Le trust est virtuel, il n'appartient à personne, il permet donc l'usufruit sans la propriété directe. Voilà pourquoi en y associant les sociétés de domicile, qui permettent d'ouvrir des comptes avec un prête-nom, le trust est à la base de l'activité fiduciaire offshore. Aujourd’hui, on y héberge des actifs financiers ou immobiliers et il est irrévocable. On se soustrait facilement au regard des autorités qui s'interrogeraient d'un peu trop près au sujet des fonds détenus et qui imposeraient le capital ou la succession. Sans surprise, les principaux paradis fiscaux sont d'actuelles ou d'anciennes possessions britanniques, adeptes du droit coutumier anglo-saxon reconnaissant les trusts, contrairement au droit civil romain. De nos jours, même les récits de valeureux chevaliers finissent en banales histoires d’argent...

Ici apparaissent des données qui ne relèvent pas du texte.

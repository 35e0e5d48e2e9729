mod client;
mod health;

use anyhow::Result;
use client::{ChatEvent, RelayClient, ReplyMode, TaggedEvent};
use crossterm::{
    event::{
        self, DisableMouseCapture, EnableMouseCapture, Event, KeyCode, KeyEventKind, KeyModifiers,
    },
    execute,
    terminal::{disable_raw_mode, enable_raw_mode, EnterAlternateScreen, LeaveAlternateScreen},
};
use fanbot_shared::{ChatMessage, ClientChatRequest, HealthStatus, MessageRole};
use health::TimedCache;
use ratatui::{
    backend::{Backend, CrosstermBackend},
    layout::{Constraint, Direction, Layout},
    style::{Color, Modifier, Style},
    text::{Line, Span},
    widgets::{Block, Borders, List, ListItem, Paragraph, Wrap},
    Frame, Terminal,
};
use std::io;
use std::sync::Arc;
use std::time::Duration;
use tokio::sync::mpsc;

const DEFAULT_RELAY_URL: &str = "http://127.0.0.1:8000";
const HEALTH_TTL: Duration = Duration::from_secs(30);
const HEALTH_POLL: Duration = Duration::from_secs(2);

enum RelayStatus {
    Unknown,
    Up(HealthStatus),
    Down(String),
}

/// Reply being received for the latest question.
struct PendingReply {
    generation: u64,
    mode: ReplyMode,
    question: ChatMessage,
    text: String,
}

struct App {
    /// Everything shown in the chat pane. Notices are kept apart.
    messages: Vec<ChatMessage>,
    notices: Vec<(usize, String)>,
    /// Completed sync-mode exchanges, the only turns re-sent as context.
    /// Streamed text cannot be told apart from a relay diagnostic, so it
    /// never goes back upstream.
    history: Vec<ChatMessage>,
    input: String,
    scroll: u16,
    mode: ReplyMode,
    status: RelayStatus,
    pending: Option<PendingReply>,
}

impl App {
    fn new() -> Self {
        Self {
            messages: Vec::new(),
            notices: vec![(
                0,
                "Welcome to FanBot! Ask about matches, stadiums or tickets.".to_string(),
            )],
            history: Vec::new(),
            input: String::new(),
            scroll: 0,
            mode: ReplyMode::Streaming,
            status: RelayStatus::Unknown,
            pending: None,
        }
    }

    fn notice(&mut self, text: impl Into<String>) {
        self.notices.push((self.messages.len(), text.into()));
    }

    /// Shows the question and builds the request for it.
    fn ask(&mut self, content: String) -> (ChatMessage, ClientChatRequest) {
        let question = ChatMessage::user(content);
        self.messages.push(question.clone());
        let messages = match self.mode {
            ReplyMode::Streaming => vec![question.clone()],
            ReplyMode::Whole => {
                let mut messages = self.history.clone();
                messages.push(question.clone());
                messages
            }
        };
        let request = ClientChatRequest {
            messages: Some(messages),
            ..Default::default()
        };
        (question, request)
    }

    fn start_reply(&mut self, generation: u64, question: ChatMessage) {
        self.pending = Some(PendingReply {
            generation,
            mode: self.mode,
            question,
            text: String::new(),
        });
    }

    fn append_reply(&mut self, generation: u64, chunk: &str) {
        if let Some(pending) = self.pending.as_mut() {
            if pending.generation == generation {
                pending.text.push_str(chunk);
            }
        }
    }

    /// Keeps whatever arrived on screen. Only a completed sync reply joins
    /// the history.
    fn finish_reply(&mut self, completed: bool) {
        let Some(pending) = self.pending.take() else {
            return;
        };
        if pending.text.is_empty() {
            return;
        }
        let answer = ChatMessage::assistant(pending.text);
        if completed && pending.mode == ReplyMode::Whole {
            self.history.push(pending.question);
            self.history.push(answer.clone());
        }
        self.messages.push(answer);
    }
}

#[tokio::main]
async fn main() -> Result<()> {
    // Log to a file; the terminal belongs to the UI.
    if let Ok(file) = std::fs::File::create("fanbot-cli.log") {
        tracing_subscriber::fmt()
            .with_writer(file)
            .with_ansi(false)
            .init();
    }

    let relay_url = std::env::var("FANBOT_URL")
        .unwrap_or_else(|_| DEFAULT_RELAY_URL.to_string());

    enable_raw_mode()?;
    let mut stdout = io::stdout();
    execute!(stdout, EnterAlternateScreen, EnableMouseCapture)?;
    let backend = CrosstermBackend::new(stdout);
    let mut terminal = Terminal::new(backend)?;

    let mut app = App::new();
    let (client, mut events) = RelayClient::new(relay_url);

    let (ui_tx, mut ui_rx) = mpsc::unbounded_channel();
    std::thread::spawn(move || {
        while let Ok(event) = event::read() {
            if ui_tx.send(event).is_err() {
                break;
            }
        }
    });

    let res = run_app(&mut terminal, &mut app, client, &mut events, &mut ui_rx).await;

    disable_raw_mode()?;
    execute!(
        terminal.backend_mut(),
        LeaveAlternateScreen,
        DisableMouseCapture
    )?;
    terminal.show_cursor()?;

    if let Err(err) = res {
        println!("{err:?}");
    }

    Ok(())
}

async fn run_app<B: Backend>(
    terminal: &mut Terminal<B>,
    app: &mut App,
    mut client: RelayClient,
    events: &mut mpsc::UnboundedReceiver<TaggedEvent>,
    ui_rx: &mut mpsc::UnboundedReceiver<Event>,
) -> Result<()> {
    let health_cache = Arc::new(TimedCache::<HealthStatus>::new(HEALTH_TTL));
    let (health_tx, mut health_rx) = mpsc::unbounded_channel();
    let mut health_tick = tokio::time::interval(HEALTH_POLL);

    loop {
        terminal.draw(|f| ui(f, app))?;

        tokio::select! {
            _ = health_tick.tick() => {
                if let Some(status) = health_cache.peek().await {
                    app.status = RelayStatus::Up(status);
                    continue;
                }
                let cache = health_cache.clone();
                let fetch = client.fetch_health();
                let tx = health_tx.clone();
                tokio::spawn(async move {
                    let result = cache.get_or_refresh(|| fetch).await;
                    let _ = tx.send(result);
                });
            }
            Some(result) = health_rx.recv() => {
                app.status = match result {
                    Ok(status) => RelayStatus::Up(status),
                    Err(e) => RelayStatus::Down(e.to_string()),
                };
            }
            Some(event) = ui_rx.recv() => {
                let Event::Key(key) = event else { continue };
                if key.kind != KeyEventKind::Press {
                    continue;
                }
                match key.code {
                    KeyCode::Char('q') if key.modifiers.contains(KeyModifiers::CONTROL) => {
                        client.cancel();
                        return Ok(());
                    }
                    KeyCode::Char('s') if key.modifiers.contains(KeyModifiers::CONTROL) => {
                        app.mode = match app.mode {
                            ReplyMode::Streaming => ReplyMode::Whole,
                            ReplyMode::Whole => ReplyMode::Streaming,
                        };
                    }
                    KeyCode::Esc => {
                        if client.cancel() {
                            app.finish_reply(false);
                            app.notice("Reply cancelled.");
                        }
                    }
                    KeyCode::Char(c) => {
                        app.input.push(c);
                    }
                    KeyCode::Backspace => {
                        app.input.pop();
                    }
                    KeyCode::Enter => {
                        let content = app.input.trim().to_string();
                        if !content.is_empty() {
                            app.input.clear();
                            // A newer question supersedes the reply still streaming.
                            if client.cancel() {
                                app.finish_reply(false);
                            }
                            let (question, request) = app.ask(content);
                            let generation = client.send(request, app.mode);
                            app.start_reply(generation, question);
                        }
                    }
                    KeyCode::Up => {
                        if app.scroll < app.messages.len() as u16 {
                            app.scroll += 1;
                        }
                    }
                    KeyCode::Down => {
                        if app.scroll > 0 {
                            app.scroll -= 1;
                        }
                    }
                    _ => {}
                }
            }
            Some(TaggedEvent { generation, event }) = events.recv() => {
                if !client.is_current(generation) {
                    continue;
                }
                match event {
                    ChatEvent::Delta(text) => app.append_reply(generation, &text),
                    ChatEvent::Finished => {
                        client.complete(generation);
                        app.finish_reply(true);
                    }
                    ChatEvent::Failed(reason) => {
                        client.complete(generation);
                        app.finish_reply(false);
                        app.notice(reason);
                    }
                    ChatEvent::Unreachable(reason) => {
                        client.complete(generation);
                        app.finish_reply(false);
                        app.notice(format!("Relay unreachable: {reason}"));
                        health_cache.invalidate().await;
                    }
                }
            }
        }
    }
}

fn ui(f: &mut Frame, app: &App) {
    let chunks = Layout::default()
        .direction(Direction::Vertical)
        .constraints([
            Constraint::Length(1),
            Constraint::Min(3),
            Constraint::Length(3),
        ])
        .split(f.area());

    let mode = match app.mode {
        ReplyMode::Streaming => "stream",
        ReplyMode::Whole => "sync",
    };
    let (status_color, status_text) = match &app.status {
        RelayStatus::Up(health) => (
            Color::Green,
            format!("● Connected · {} · {mode}", health.model),
        ),
        RelayStatus::Unknown => (Color::Yellow, format!("● Connecting... · {mode}")),
        RelayStatus::Down(e) => (Color::Red, format!("● Unreachable: {e} · {mode}")),
    };
    let status = Paragraph::new(status_text)
        .style(Style::default().fg(status_color))
        .block(Block::default());
    f.render_widget(status, chunks[0]);

    let mut items: Vec<ListItem> = Vec::new();
    let mut notices = app.notices.iter().peekable();
    for (index, msg) in app.messages.iter().enumerate() {
        while let Some((_, text)) = notices.next_if(|(at, _)| *at <= index) {
            items.push(message_item(MessageRole::System, text));
        }
        items.push(message_item(msg.role, &msg.content));
    }
    for (_, text) in notices {
        items.push(message_item(MessageRole::System, text));
    }
    if let Some(pending) = &app.pending {
        let content = if pending.text.is_empty() {
            "●●●"
        } else {
            pending.text.as_str()
        };
        items.push(message_item(MessageRole::Assistant, content));
    }

    let skip = (app.scroll as usize).min(items.len());
    let visible: Vec<ListItem> = items.into_iter().skip(skip).collect();
    let messages_list = List::new(visible)
        .block(Block::default().borders(Borders::ALL).title("FanBot"))
        .style(Style::default());
    f.render_widget(messages_list, chunks[1]);

    let input = Paragraph::new(app.input.as_str())
        .block(
            Block::default()
                .borders(Borders::ALL)
                .title("Input (Esc cancel, Ctrl-S stream/sync, Ctrl-Q quit)"),
        )
        .wrap(Wrap { trim: true });
    f.render_widget(input, chunks[2]);
}

fn message_item(role: MessageRole, content: &str) -> ListItem<'static> {
    let (prefix, style) = match role {
        MessageRole::System => ("FanBot info", Style::default().fg(Color::Yellow)),
        MessageRole::User => ("You", Style::default().fg(Color::Cyan)),
        MessageRole::Assistant => ("FanBot", Style::default().fg(Color::Green)),
    };

    let mut lines = vec![Line::from(Span::styled(
        format!("{prefix}:"),
        style.add_modifier(Modifier::BOLD),
    ))];
    for line in content.lines() {
        lines.push(Line::from(Span::raw(line.to_string())));
    }
    lines.push(Line::from(""));

    ListItem::new(lines)
}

En réalité, il n'y a pas vraiment de bonne raison pour domicilier ses avoirs offshore, à part bien sûr, dissimuler ses biens à son conjoint à l’approche d’un divorce coûteux. Ces destinations exotiques ne sont pas les seules à satisfaire la légitime protection de la sphère privée. Elles sont coûteuses et il n’y a pas d’expertise financière. Néanmoins, avoir un compte à Panama n'est pas un crime. Ne calomnions pas sans preuve des personnes dont la richesse suscite a priori la détestation des jaloux.

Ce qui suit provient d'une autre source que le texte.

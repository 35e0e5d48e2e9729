//! Builds the ordered message list sent upstream.

use fanbot_shared::{ChatMessage, ClientChatRequest};

pub const SYSTEM_PROMPT: &str = "\
Tu es FanBot, assistant officiel de la Coupe du Monde 2030.
Pays hôtes: Maroc, Espagne, Portugal.

Tu aides les fans pour:
- matchs
- stades
- villes
- transports
- fan zones
- billets
- hôtels
- règles du stade

Réponds en français, clairement, avec des infos pratiques.
Si les données sont fournies dans le contexte, utilise-les.";

pub const CONTEXT_PREFIX: &str = "Contexte utile:\n";

/// Sent when the caller gave us nothing to answer.
pub const DEFAULT_GREETING: &str = "Bonjour";

/// Order is always: persona, optional context, then the conversation.
/// A caller-supplied history takes precedence over a single `message`.
pub fn assemble(request: &ClientChatRequest) -> Vec<ChatMessage> {
    let history = request.messages.as_deref().unwrap_or_default();
    let mut messages = Vec::with_capacity(2 + history.len().max(1));

    messages.push(ChatMessage::system(SYSTEM_PROMPT));

    if let Some(context) = request.context.as_deref().filter(|c| !c.is_empty()) {
        messages.push(ChatMessage::system(format!("{CONTEXT_PREFIX}{context}")));
    }

    if !history.is_empty() {
        messages.extend_from_slice(history);
    } else if let Some(text) = request
        .message
        .as_deref()
        .map(str::trim)
        .filter(|t| !t.is_empty())
    {
        messages.push(ChatMessage::user(text));
    } else {
        messages.push(ChatMessage::user(DEFAULT_GREETING));
    }

    messages
}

Il n'y a pas vraiment de bonne raison pour domicilier ses avoirs offshore.
En revanche, soyons clair. Une part des $21 Mds de capitaux offshore profite d’activités criminelles ou frauduleuses dont l’évasion fiscale contribue à la persistance des déficits publics depuis 40 ans. Ces faits sont connus. Des rapports parlementaires américains (1) ou français (2) détaillent les circuits offshore et estiment l'évasion fiscale à plus d'une année d'impôt sur le revenu. Des pays se sont fait envahir pour moins que ça, et placer une taupe chez Mossack Fonseca n'aurait pas coûté une seule vie humaine.
Les choses changent, semble-t-il. Sur les listes rendues publiques, on peut s’étonner de la présence (en nombre) de dirigeants russes, ukrainiens et chinois qui ne sont pas en odeur de sainteté aux États-Unis. Et s'interroger alors sur l'origine réelle de ces fuites soudaines. Un président libéré de toute contrainte électorale, nous réserverait-il quelques surprises en étant plus volontaire que ses prédécesseurs ou que ses homologues européens ? In Obama, we trust ! (3)
(1) Senate Hearing - Tax haven abuses : the enablers, the tools and secrecy, Norm Coleman et Carl Levin, 2006.
(2) Rapport d'information n°2311 de MM. Vincent Peillon et Arnaud Montebourg, 2002.
(3) Oui, mais pas trop, car les États-Unis voudraient peut-être simplement devenir le nouveau centre de la nance offshore.